Gather, from the data below, each line in which the word "RadarEngine" occurs.

** Provided records follows **

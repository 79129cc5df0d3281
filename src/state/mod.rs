// Radar state container and tracking session management

mod engine;
mod ticker;
mod update;

pub use engine::{EngineOptions, RadarEngine, TrackingError};
pub use update::{RadarSnapshot, RadarUpdate, TrackingStatus};

#[cfg(test)]
mod tests;
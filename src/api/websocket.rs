use crate::state::RadarEngine;
use crate::subscription::ConnectionManager;
use axum::{
    extract::{
        ws::{WebSocket, WebSocketUpgrade},
        State,
    },
    response::Response,
    routing::get,
    Router,
};
use std::sync::Arc;
use tracing::info;

/// Shared application state for WebSocket handler
#[derive(Clone)]
pub struct WsAppState {
    pub engine: Arc<RadarEngine>,
}

/// GET /api/ws - WebSocket upgrade handler
pub async fn ws_handler(ws: WebSocketUpgrade, State(state): State<Arc<WsAppState>>) -> Response {
    info!("WebSocket upgrade request received");
    ws.on_upgrade(|socket| handle_socket(socket, state))
}

/// Create WebSocket router
pub fn create_ws_router(state: Arc<WsAppState>) -> Router {
    Router::new()
        .route("/api/ws", get(ws_handler))
        .with_state(state)
}

/// Handle WebSocket connection
async fn handle_socket(socket: WebSocket, state: Arc<WsAppState>) {
    // Subscribe before the initial snapshot so no update falls in between
    let update_rx = state.engine.subscribe();

    ConnectionManager::new()
        .handle(socket, update_rx, Arc::clone(&state.engine))
        .await;
}
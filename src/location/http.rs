use super::{LocateError, PositionProvider};
use crate::geo::Coordinate;
use async_trait::async_trait;
use serde::Deserialize;

/// Lookup response (ipapi-style: top-level `latitude` / `longitude`)
#[derive(Deserialize, Debug)]
struct LookupResponse {
    latitude: Option<f64>,
    longitude: Option<f64>,
}

/// Resolves the position from a JSON lookup endpoint
pub struct HttpPositionProvider {
    client: reqwest::Client,
    url: String,
}

impl HttpPositionProvider {
    pub fn new(url: impl Into<String>) -> Self {
        Self {
            client: reqwest::Client::new(),
            url: url.into(),
        }
    }
}

#[async_trait]
impl PositionProvider for HttpPositionProvider {
    fn name(&self) -> &str {
        "http"
    }

    async fn current_position(&self) -> Result<Coordinate, LocateError> {
        tracing::debug!("Requesting position from {}", self.url);

        let response = self
            .client
            .get(&self.url)
            .header("Accept", "application/json")
            .send()
            .await
            .map_err(|e| LocateError::Unavailable(e.to_string()))?;

        let status = response.status();
        if status == reqwest::StatusCode::FORBIDDEN || status == reqwest::StatusCode::UNAUTHORIZED {
            return Err(LocateError::PermissionDenied);
        }
        if !status.is_success() {
            return Err(LocateError::Unavailable(format!("lookup returned {}", status)));
        }

        let body: LookupResponse = response
            .json()
            .await
            .map_err(|e| LocateError::Unavailable(e.to_string()))?;

        match (body.latitude, body.longitude) {
            (Some(lat), Some(lon)) => Ok(Coordinate::new(lat, lon)),
            _ => Err(LocateError::Unavailable(
                "lookup response missing coordinates".to_string(),
            )),
        }
    }
}
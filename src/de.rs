use geozero::GeozeroDatasource;
use tracing::debug;

use crate::{
    collector::FeatureCollector,
    error::Result,
    feature::{record_from_parts, FeatureRecord},
};

/// Reads records from a `GeozeroDatasource`.
///
/// Works with any datasource geozero can read (`GeoJSON`, and every other format it
/// offers a reader for). Z values are kept, and every record goes through its geometry
/// field's validation, the same as [`crate::feature::from_feature_envelope`].
///
/// # Examples
///
/// ```
/// use serde::{Deserialize, Serialize};
/// use serde_geofeature::feature::FeatureRecord;
/// use serde_geofeature::field::GeometryField;
/// use serde_geofeature::geometry::Geometry;
/// use serde_geofeature::{from_datasource, geometry_field};
///
/// geometry_field!(mod location = serde_geofeature::field::GeometryField::new(
///     &[serde_geofeature::geometry::GeometryKind::Point],
///     serde_geofeature::field::ZValues::Allow,
/// ));
///
/// #[derive(Serialize, Deserialize)]
/// struct City {
///     #[serde(with = "location")]
///     geometry: Geometry,
///     name: String,
///     population: i64,
/// }
///
/// impl FeatureRecord for City {
///     const GEOMETRY: GeometryField = location::FIELD;
///
///     fn geometry(&self) -> &Geometry {
///         &self.geometry
///     }
/// }
///
/// let geojson = r#"{
///     "type": "Feature",
///     "geometry": {
///         "type": "Point",
///         "coordinates": [13.4, 52.5]
///     },
///     "properties": {
///         "name": "Berlin",
///         "population": 3669495
///     }
/// }"#;
///
/// let mut reader = geozero::geojson::GeoJsonReader(geojson.as_bytes());
/// let cities: Vec<City> = from_datasource(&mut reader).unwrap();
///
/// assert_eq!(cities.first().unwrap().name, "Berlin");
/// ```
///
/// # Errors
///
/// Returns an error if:
/// - The datasource processing fails
/// - A feature's geometry does not satisfy the record's geometry field
/// - A record cannot be deserialized from a feature's properties
pub fn from_datasource<T: FeatureRecord, S: GeozeroDatasource>(source: &mut S) -> Result<Vec<T>> {
    let mut collector = FeatureCollector::new();
    source.process(&mut collector)?;
    debug!(
        features = collector.features.len(),
        "Collected features from datasource"
    );

    collector
        .features
        .into_iter()
        .map(|feature| record_from_parts(feature.geometry, feature.properties))
        .collect()
}
use serde::{de::Error as _, ser::SerializeSeq, Deserialize, Deserializer, Serialize, Serializer};
use serde_json::Value;

use super::position::{AnyPosition, Position};
use super::{mismatch, GeometryVariant};
use crate::error::Result;
use crate::geometry::{self, Geometry, GeometryKind};

/// A single position, or `[]` for the empty point.
#[derive(Debug, Clone, Copy, PartialEq)]
pub struct PointCoordinates<P: Position>(pub Option<P>);

impl<P: Position> PointCoordinates<P> {
    pub(crate) fn map<Q: Position>(self, f: &impl Fn(P) -> Q) -> PointCoordinates<Q> {
        PointCoordinates(self.0.map(f))
    }
}

impl<P: Position> Serialize for PointCoordinates<P> {
    fn serialize<S: Serializer>(&self, serializer: S) -> std::result::Result<S::Ok, S::Error> {
        match &self.0 {
            Some(position) => position.serialize(serializer),
            None => serializer.serialize_seq(Some(0))?.end(),
        }
    }
}

impl<'de, P: Position> Deserialize<'de> for PointCoordinates<P> {
    fn deserialize<D: Deserializer<'de>>(deserializer: D) -> std::result::Result<Self, D::Error> {
        let value = Value::deserialize(deserializer)?;
        if matches!(&value, Value::Array(items) if items.is_empty()) {
            return Ok(PointCoordinates(None));
        }
        serde_json::from_value(value)
            .map(|position| PointCoordinates(Some(position)))
            .map_err(D::Error::custom)
    }
}

#[derive(Debug, Clone, PartialEq, Serialize, Deserialize)]
#[serde(bound = "P: Position")]
pub struct Point<P: Position = AnyPosition> {
    coordinates: PointCoordinates<P>,
}

impl<P: Position> Point<P> {
    #[must_use]
    pub fn new(position: P) -> Self {
        Self {
            coordinates: PointCoordinates(Some(position)),
        }
    }

    #[must_use]
    pub fn empty() -> Self {
        Self {
            coordinates: PointCoordinates(None),
        }
    }

    #[must_use]
    pub fn coordinates(&self) -> &PointCoordinates<P> {
        &self.coordinates
    }

    pub(crate) fn from_point(point: &geometry::Point) -> Result<Self> {
        Ok(Self {
            coordinates: PointCoordinates(point.0.as_ref().map(P::from_coord).transpose()?),
        })
    }

    pub(crate) fn to_point(&self) -> geometry::Point {
        geometry::Point(self.coordinates.0.as_ref().map(Position::to_coord))
    }

    pub(crate) fn map<Q: Position>(self, f: &impl Fn(P) -> Q) -> Point<Q> {
        Point {
            coordinates: self.coordinates.map(f),
        }
    }
}

impl<P: Position> GeometryVariant for Point<P> {
    const KIND: GeometryKind = GeometryKind::Point;

    fn from_canonical(geometry: &Geometry) -> Result<Self> {
        match geometry {
            Geometry::Point(point) => Self::from_point(point),
            other => Err(mismatch(Self::KIND, other)),
        }
    }

    fn to_canonical(&self) -> Geometry {
        Geometry::Point(self.to_point())
    }
}

#[cfg(test)]
mod test {
    use serde_json::json;

    use super::*;

    #[test]
    fn test_encode() {
        let origin = Geometry::Point(geometry::Point::new(0., 0.));
        let point = Point::<[f64; 2]>::from_canonical(&origin).unwrap();
        assert_eq!(
            serde_json::to_value(&point).unwrap(),
            json!({"coordinates": [0.0, 0.0]})
        );
    }

    #[test]
    fn test_empty_point() {
        let point: Point = serde_json::from_value(json!({"coordinates": []})).unwrap();
        assert_eq!(point, Point::empty());
        assert_eq!(point.to_canonical(), Geometry::Point(geometry::Point::empty()));
        assert_eq!(serde_json::to_value(&point).unwrap(), json!({"coordinates": []}));
    }

    #[test]
    fn test_dimension_is_fixed() {
        let raised = json!({"coordinates": [1, 2, 3]});
        assert!(serde_json::from_value::<Point<[f64; 2]>>(raised.clone()).is_err());
        assert!(serde_json::from_value::<Point<[f64; 3]>>(json!({"coordinates": [1, 2]})).is_err());
        let point: Point<[f64; 3]> = serde_json::from_value(raised).unwrap();
        assert_eq!(
            point.to_canonical(),
            Geometry::Point(geometry::Point::new_z(1., 2., 3.))
        );
    }

    #[test]
    fn test_wrong_kind() {
        let line = Geometry::LineString([(0., 0.), (1., 1.)].into_iter().collect());
        assert!(Point::<AnyPosition>::from_canonical(&line).is_err());
    }
}
//! Conversions between canonical geometries and their GeoJSON variants, plus the
//! bounds and union helpers the feature adapter needs.
use geo::{BooleanOps, BoundingRect};
use serde::Serialize;
use tracing::trace;

use crate::error::{Error, Result};
use crate::geometry::{self, Geometry, GeometryKind};
use crate::options::CollectionEncoding;
use crate::variant::{AnyPosition, GeoJsonGeometry};

#[must_use]
pub fn geometry_kind_of(geometry: &Geometry) -> GeometryKind {
    geometry.kind()
}

/// Encodes a canonical geometry as a GeoJSON geometry object.
///
/// The 3D family is used when any coordinate has a Z value, the 2D family otherwise.
///
/// # Errors
///
/// Fails when the geometry cannot be encoded: an empty point inside a `MultiPoint`,
/// an empty `LineString` or `Polygon`, non-finite coordinates, mixed dimensionality,
/// or collection members the chosen encoding cannot hold.
pub fn to_variant(geometry: &Geometry, encoding: CollectionEncoding) -> Result<GeoJsonGeometry> {
    let kind = geometry.kind();
    let has_z = geometry.has_z();
    trace!(%kind, has_z, ?encoding, "Encoding geometry");
    let variant = if has_z {
        GeoJsonGeometry::<[f64; 3]>::from_canonical_with(geometry, encoding)
            .map(|variant| variant.map_positions(&AnyPosition::Xyz))
    } else {
        GeoJsonGeometry::<[f64; 2]>::from_canonical_with(geometry, encoding)
            .map(|variant| variant.map_positions(&AnyPosition::Xy))
    };
    variant.map_err(|err| match err {
        Error::Validation(reason) => Error::Validation(format!("Cannot encode {kind}: {reason}")),
        other => other,
    })
}

/// `[minx, miny, maxx, maxy]` or `[minx, miny, minz, maxx, maxy, maxz]`.
#[derive(Debug, Clone, Copy, PartialEq, Serialize)]
#[serde(untagged)]
pub enum BoundingBox {
    Xy([f64; 4]),
    Xyz([f64; 6]),
}

impl BoundingBox {
    #[must_use]
    pub fn as_slice(&self) -> &[f64] {
        match self {
            BoundingBox::Xy(bounds) => bounds,
            BoundingBox::Xyz(bounds) => bounds,
        }
    }
}

/// Bounds of a geometry, 3D when it has Z values.
///
/// A geometry without coordinates gets NaN bounds.
#[must_use]
pub fn bounding_box(geometry: &Geometry) -> BoundingBox {
    let (min, max) = geo::Geometry::from(geometry).bounding_rect().map_or(
        ((f64::NAN, f64::NAN), (f64::NAN, f64::NAN)),
        |rect| (rect.min().x_y(), rect.max().x_y()),
    );
    if !geometry.has_z() {
        return BoundingBox::Xy([min.0, min.1, max.0, max.1]);
    }
    let (min_z, max_z) = geometry
        .coords()
        .filter_map(|coord| coord.z)
        .fold((f64::INFINITY, f64::NEG_INFINITY), |(low, high), z| {
            (low.min(z), high.max(z))
        });
    BoundingBox::Xyz([min.0, min.1, min_z, max.0, max.1, max_z])
}

/// Union of a set of geometries.
///
/// 2D polygonal members are dissolved into one `MultiPolygon`. Everything else
/// (points, lines, 3D polygons, nested collections) is kept as is, so the result is a
/// `GeometryCollection` whenever such members exist.
#[must_use]
pub fn union(geometries: &[Geometry]) -> Geometry {
    let mut dissolved: Option<geo::MultiPolygon<f64>> = None;
    let mut rest = Vec::new();
    for geometry in geometries.iter().filter(|geometry| !geometry.is_empty()) {
        let polygons = match geometry {
            _ if geometry.has_z() => None,
            Geometry::Polygon(_) | Geometry::MultiPolygon(_) => {
                match geo::Geometry::from(geometry) {
                    geo::Geometry::Polygon(polygon) => {
                        Some(geo::MultiPolygon::new(vec![polygon]))
                    }
                    geo::Geometry::MultiPolygon(polygons) => Some(polygons),
                    _ => None,
                }
            }
            _ => None,
        };
        match polygons {
            Some(polygons) => {
                dissolved = Some(match dissolved {
                    Some(acc) => acc.union(&polygons),
                    None => polygons,
                });
            }
            None => rest.push(geometry.clone()),
        }
    }
    trace!(
        members = geometries.len(),
        dissolved = dissolved.is_some(),
        kept = rest.len(),
        "Computed union"
    );

    let dissolved = dissolved.map(|polygons| Geometry::MultiPolygon(polygons.into()));
    match (dissolved, rest.is_empty()) {
        (Some(polygons), true) => polygons,
        (dissolved, _) => {
            rest.extend(dissolved);
            Geometry::GeometryCollection(geometry::GeometryCollection(rest))
        }
    }
}

#[cfg(test)]
mod test {
    use approx::assert_relative_eq;

    use super::*;
    use crate::geometry::{Point, Polygon};
    use crate::wkt::from_wkt;

    fn square(offset: f64, size: f64) -> Geometry {
        Geometry::Polygon(Polygon::new(
            [
                (offset, offset),
                (offset, offset + size),
                (offset + size, offset + size),
                (offset + size, offset),
                (offset, offset),
            ]
            .into_iter()
            .collect(),
            vec![],
        ))
    }

    #[test]
    fn test_to_variant_2d() {
        let variant = to_variant(&square(0., 40.), CollectionEncoding::default()).unwrap();
        assert_eq!(variant.kind(), GeometryKind::Polygon);
        assert_eq!(variant.dimension(), Some(2));
        assert_eq!(variant.to_canonical(), square(0., 40.));
    }

    #[test]
    fn test_to_variant_3d() {
        let geometry = from_wkt("MULTIPOINT Z ((0 0 1), (10 20 2))").unwrap();
        let variant = to_variant(&geometry, CollectionEncoding::default()).unwrap();
        assert_eq!(variant.dimension(), Some(3));
        assert_eq!(variant.to_canonical(), geometry);
    }

    #[test]
    fn test_to_variant_rejects_mixed_dimensions() {
        let geometry = Geometry::GeometryCollection(geometry::GeometryCollection(vec![
            Geometry::Point(Point::new(0., 0.)),
            Geometry::Point(Point::new_z(0., 0., 1.)),
        ]));
        let err = to_variant(&geometry, CollectionEncoding::default()).unwrap_err();
        assert!(err.to_string().contains("GeometryCollection"));
    }

    #[test]
    fn test_to_variant_rejects_empty_linestring() {
        let geometry = Geometry::LineString(geometry::LineString::default());
        assert!(to_variant(&geometry, CollectionEncoding::default()).is_err());
    }

    #[test]
    fn test_bounding_box_2d() {
        assert_eq!(
            bounding_box(&square(0., 40.)),
            BoundingBox::Xy([0., 0., 40., 40.])
        );
    }

    #[test]
    fn test_bounding_box_3d() {
        let point = Geometry::Point(Point::new_z(10., 20., 3.));
        assert_eq!(
            bounding_box(&point),
            BoundingBox::Xyz([10., 20., 3., 10., 20., 3.])
        );
        let line = from_wkt("LINESTRING Z (0 0 5, 2 1 -1)").unwrap();
        let bounds = bounding_box(&line);
        for (bound, expected) in bounds.as_slice().iter().zip([0., 0., -1., 2., 1., 5.]) {
            assert_relative_eq!(*bound, expected);
        }
    }

    #[test]
    fn test_bounding_box_empty() {
        let bounds = bounding_box(&Geometry::Point(Point::empty()));
        assert!(bounds.as_slice().iter().all(|bound| bound.is_nan()));
        assert_eq!(bounds.as_slice().len(), 4);
    }

    #[test]
    fn test_union_dissolves_polygons() {
        let merged = union(&[square(0., 10.), square(5., 10.)]);
        assert_eq!(merged.kind(), GeometryKind::MultiPolygon);
        assert_eq!(bounding_box(&merged), BoundingBox::Xy([0., 0., 15., 15.]));
    }

    #[test]
    fn test_union_keeps_points() {
        let merged = union(&[
            Geometry::Point(Point::new(0., 0.)),
            Geometry::Point(Point::new(10., 20.)),
        ]);
        assert_eq!(merged.kind(), GeometryKind::GeometryCollection);
        assert_eq!(bounding_box(&merged), BoundingBox::Xy([0., 0., 10., 20.]));
        assert_eq!(union(&[]).kind(), GeometryKind::GeometryCollection);
    }
}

** End of Provided records **

**Answer below:**
pub use engine::{EngineOptions, RadarEngine, TrackingError};
use crate::state::RadarEngine;
    pub engine: Arc<RadarEngine>,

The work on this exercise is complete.